There are some things, however, that can be suggested as starting points. First, you'll want to check to make sure that there are no name conflicts between the macros in the two workbooks. Identical procedure names can, under some circumstances, cause confusion in the execution of VBA code.
Second, take a look at any variables that may be defined at a global scope. If the same variable names are defined as "global" in both workbooks, it can give undesired results.
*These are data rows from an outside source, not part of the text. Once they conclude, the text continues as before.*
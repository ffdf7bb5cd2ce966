//! Benchmarks for similarity model construction
//!
//! Run with: cargo bench --package scorers
//!
//! Builds the content and collaborative models over a synthetic catalog so
//! the benchmark has no external data dependency.

use catalog::{CatalogSnapshot, Genre, Movie, Rating};
use criterion::{Criterion, black_box, criterion_group, criterion_main};
use scorers::{CollaborativeModel, ContentModel};
use std::sync::Arc;

fn synthetic_snapshot(movies: u32, users: u32) -> Arc<CatalogSnapshot> {
    let genres = [
        Genre::Action,
        Genre::Comedy,
        Genre::Drama,
        Genre::Horror,
        Genre::Romance,
        Genre::ScienceFiction,
    ];

    let mut snapshot = CatalogSnapshot::new();
    for id in 1..=movies {
        snapshot.insert_movie(Movie {
            id,
            title: format!("Movie {}", id),
            overview: Some(format!(
                "A story about subject {} in setting {} with theme {}",
                id % 31,
                id % 17,
                id % 7
            )),
            tagline: None,
            genres: vec![genres[(id % 6) as usize]],
            vote_average: 5.0 + (id % 5) as f32,
            vote_count: 50 + id,
            popularity: (id % 100) as f32,
            runtime: Some(90 + (id % 60)),
            release_year: Some(1990 + (id % 35) as u16),
        });
    }
    for user in 1..=users {
        // Each user rates a deterministic slice of the catalog
        for step in 0..20u32 {
            let movie_id = (user * 13 + step * 7) % movies + 1;
            let value = 0.5 + ((user + step) % 10) as f32 * 0.5;
            snapshot.insert_rating(Rating {
                user_id: user,
                movie_id,
                rating: value,
                timestamp: 1_700_000_000 + (user * 100 + step) as i64,
            });
        }
    }
    snapshot.build_genre_index();
    Arc::new(snapshot)
}

fn bench_content_model_build(c: &mut Criterion) {
    let snapshot = synthetic_snapshot(500, 100);

    c.bench_function("content_model_build_500", |b| {
        b.iter(|| {
            let model = ContentModel::build(black_box(&snapshot)).unwrap();
            black_box(model)
        })
    });
}

fn bench_collaborative_model_build(c: &mut Criterion) {
    let snapshot = synthetic_snapshot(500, 100);

    c.bench_function("collaborative_model_build_100_users", |b| {
        b.iter(|| {
            let model = CollaborativeModel::build(black_box(&snapshot)).unwrap();
            black_box(model)
        })
    });
}

criterion_group!(
    benches,
    bench_content_model_build,
    bench_collaborative_model_build
);
criterion_main!(benches);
The most likely scenario, however, is that one of the workbooks has one or more event handlers in play, and they are getting triggered. For instance, let's say that Workbook1 has a regular macro in it, and that Workbook2 has an event handler that is triggered whenever something changes in that workbook. If your macro in Workbook1 is using a cell reference that results in a change in Workbook2, then that will trigger the event handler and, all of a sudden, you'll be running code in Workbook2 (and understandably so).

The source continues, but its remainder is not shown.